PROBLEM DETAILS.
Give back, word for word, the lines in the listing below from the one holding "Result<String, DispatchError>>, DispatchError>" down to the one holding "always returns a", both ends included.

GIVEN RECORDS.
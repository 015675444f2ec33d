//! C4 — `AgentRunner`: composes recent history, retrieved long-term context,
//! and the current user turn into a single flat prompt, then drives the
//! dispatcher.

use crate::conversation::{assemble_prompt, ConversationMessage};
use crate::dispatch::DispatchManager;
use crate::error::DispatchError;
use crate::history::UserHistoryRegistry;
use crate::store::Store;
use crate::types::{Mode, Role};
use futures::stream::BoxStream;
use std::sync::Arc;

const DEFAULT_SYSTEM_PROMPT: &str =
    "You are a helpful assistant continuing an ongoing conversation with the user.";

pub struct AgentRunner {
    dispatcher: Arc<DispatchManager>,
    history: Arc<UserHistoryRegistry>,
    store: Arc<dyn Store>,
}

impl AgentRunner {
    pub fn new(
        dispatcher: Arc<DispatchManager>,
        history: Arc<UserHistoryRegistry>,
        store: Arc<dyn Store>,
    ) -> Self {
        Self {
            dispatcher,
            history,
            store,
        }
    }

    /// Run one chat turn. When `history_override` is supplied, it is used
    /// verbatim and the registry is neither read nor appended to; otherwise
    /// the registry is read for context and appended to after the reply.
    pub async fn run(
        &self,
        user_id: &str,
        user_message: &str,
        history_override: Option<Vec<ConversationMessage>>,
        model: Option<String>,
        mode: Mode,
    ) -> Result<String, DispatchError> {
        let history = match &history_override {
            Some(messages) => messages.clone(),
            None => self.history.get(user_id).await?,
        };

        let retrieved_context = if mode == Mode::Chat {
            self.retrieve_context(user_id, user_message).await?
        } else {
            None
        };

        let prompt = assemble_prompt(&history, retrieved_context.as_deref(), user_message);
        let messages = vec![
            ConversationMessage::system(DEFAULT_SYSTEM_PROMPT),
            ConversationMessage::user(prompt),
        ];

        let reply = self.dispatcher.run_chat(messages, model).await?;

        self.store
            .append_turn(user_id, Role::User, user_message, mode, "assistant")
            .await?;
        self.store
            .append_turn(user_id, Role::Assistant, &reply, mode, "assistant")
            .await?;

        if history_override.is_none() {
            self.history.append(user_id, Role::User, user_message).await?;
            self.history.append(user_id, Role::Assistant, &reply).await?;
        }

        Ok(reply)
    }

    pub async fn run_stream(
        &self,
        user_id: &str,
        user_message: &str,
        history_override: Option<Vec<ConversationMessage>>,
        model: Option<String>,
        mode: Mode,
    ) -> Result<BoxStream<'static, Result<String, DispatchError>>, DispatchError> {
        let history = match &history_override {
            Some(messages) => messages.clone(),
            None => self.history.get(user_id).await?,
        };
        let retrieved_context = if mode == Mode::Chat {
            self.retrieve_context(user_id, user_message).await?
        } else {
            None
        };
        let prompt = assemble_prompt(&history, retrieved_context.as_deref(), user_message);
        let messages = vec![
            ConversationMessage::system(DEFAULT_SYSTEM_PROMPT),
            ConversationMessage::user(prompt),
        ];
        self.dispatcher.run_chat_stream(messages, model).await
    }

    /// Convenience wrapper matching the legacy contract: always returns a
    /// string, folding any typed error into a human-readable message instead
    /// of propagating it.
    pub async fn run_or_message(
        &self,
        user_id: &str,
        user_message: &str,
        history_override: Option<Vec<ConversationMessage>>,
        model: Option<String>,
        mode: Mode,
    ) -> String {
        match self
            .run(user_id, user_message, history_override, model, mode)
            .await
        {
            Ok(reply) => reply,
            Err(e) => format!("[Dispatch Error] {e}"),
        }
    }

    async fn retrieve_context(
        &self,
        user_id: &str,
        user_message: &str,
    ) -> Result<Option<String>, DispatchError> {
        let query_embedding = self.dispatcher.embed(user_message).await?;
        let hits = self
            .store
            .similarity_search(user_id, &query_embedding, 3)
            .await?;
        if hits.is_empty() {
            return Ok(None);
        }
        let joined = hits
            .into_iter()
            .map(|h| h.content)
            .collect::<Vec<_>>()
            .join("\n");
        Ok(Some(joined))
    }
}

#[cfg(test)]
mod tests {
    use super::*;
    use crate::config::{Config, Credentials, LaneConfig};
    use crate::llm::test_double::ScriptedLlmClient;
    use crate::store::InMemoryStore;
    use std::time::Duration;

    fn test_config() -> Config {
        Config {
            chat_lane: LaneConfig {
                rpm: 6000,
                capacity: 1000,
                timeout: Duration::from_secs(30),
            },
            memory_lane: LaneConfig {
                rpm: 6000,
                capacity: 1000,
                timeout: Duration::from_secs(30),
            },
            worker_pool_size: 16,
            credentials: Credentials {
                main_api_key: "main".into(),
                backup_api_key: "backup".into(),
                memory_api_key: None,
            },
            max_history_rounds: 3,
            memory_trigger_every_n_turns: 3,
            embedding_dim: 4,
        }
    }

    #[tokio::test]
    async fn run_appends_to_history_and_store() {
        let config = test_config();
        let llm = Arc::new(ScriptedLlmClient::new(config.embedding_dim));
        llm.chat_replies.lock().push("nice to meet you".to_string());
        let dispatcher = DispatchManager::new(&config, llm);
        dispatcher.start();
        let store = Arc::new(InMemoryStore::new());
        let history = Arc::new(UserHistoryRegistry::new(store.clone(), config.max_history_rounds));
        let agent = AgentRunner::new(dispatcher.clone(), history.clone(), store.clone());

        let reply = agent
            .run("u1", "hi", None, None, Mode::Chat)
            .await
            .unwrap();
        assert_eq!(reply, "nice to meet you");

        let turns = store.fetch_recent_turns("u1", 10).await.unwrap();
        assert_eq!(turns.len(), 2);

        let messages = history.get("u1").await.unwrap();
        assert_eq!(messages.len(), 2);
        dispatcher.stop().await;
    }

    #[tokio::test]
    async fn eval_mode_skips_retrieval() {
        let config = test_config();
        let llm = Arc::new(ScriptedLlmClient::new(config.embedding_dim));
        llm.chat_replies.lock().push("eval reply".to_string());
        let dispatcher = DispatchManager::new(&config, llm.clone());
        dispatcher.start();
        let store = Arc::new(InMemoryStore::new());
        let history = Arc::new(UserHistoryRegistry::new(store.clone(), config.max_history_rounds));
        let agent = AgentRunner::new(dispatcher.clone(), history, store);

        let _ = agent.run("u1", "score this", None, None, Mode::Eval).await.unwrap();
        assert_eq!(llm.embedding_call_count(), 0);
        dispatcher.stop().await;
    }

    #[tokio::test]
    async fn history_override_bypasses_registry() {
        let config = test_config();
        let llm = Arc::new(ScriptedLlmClient::new(config.embedding_dim));
        llm.chat_replies.lock().push("ok".to_string());
        let dispatcher = DispatchManager::new(&config, llm);
        dispatcher.start();
        let store = Arc::new(InMemoryStore::new());
        let history = Arc::new(UserHistoryRegistry::new(store.clone(), config.max_history_rounds));
        let agent = AgentRunner::new(dispatcher.clone(), history.clone(), store);

        let override_history = vec![ConversationMessage::user("earlier")];
        let _ = agent
            .run("u1", "hi", Some(override_history), None, Mode::Chat)
            .await
            .unwrap();

        let messages = history.get("u1").await.unwrap();
        assert!(messages.is_empty());
        dispatcher.stop().await;
    }
}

WRITTEN SOLUTION.
    ) -> Result<BoxStream<'static, Result<String, DispatchError>>, DispatchError> {
        let history = match &history_override {
            Some(messages) => messages.clone(),
            None => self.history.get(user_id).await?,
        };
        let retrieved_context = if mode == Mode::Chat {
            self.retrieve_context(user_id, user_message).await?
        } else {
            None
        };
        let prompt = assemble_prompt(&history, retrieved_context.as_deref(), user_message);
        let messages = vec![
            ConversationMessage::system(DEFAULT_SYSTEM_PROMPT),
            ConversationMessage::user(prompt),
        ];
        self.dispatcher.run_chat_stream(messages, model).await
    }

    /// Convenience wrapper matching the legacy contract: always returns a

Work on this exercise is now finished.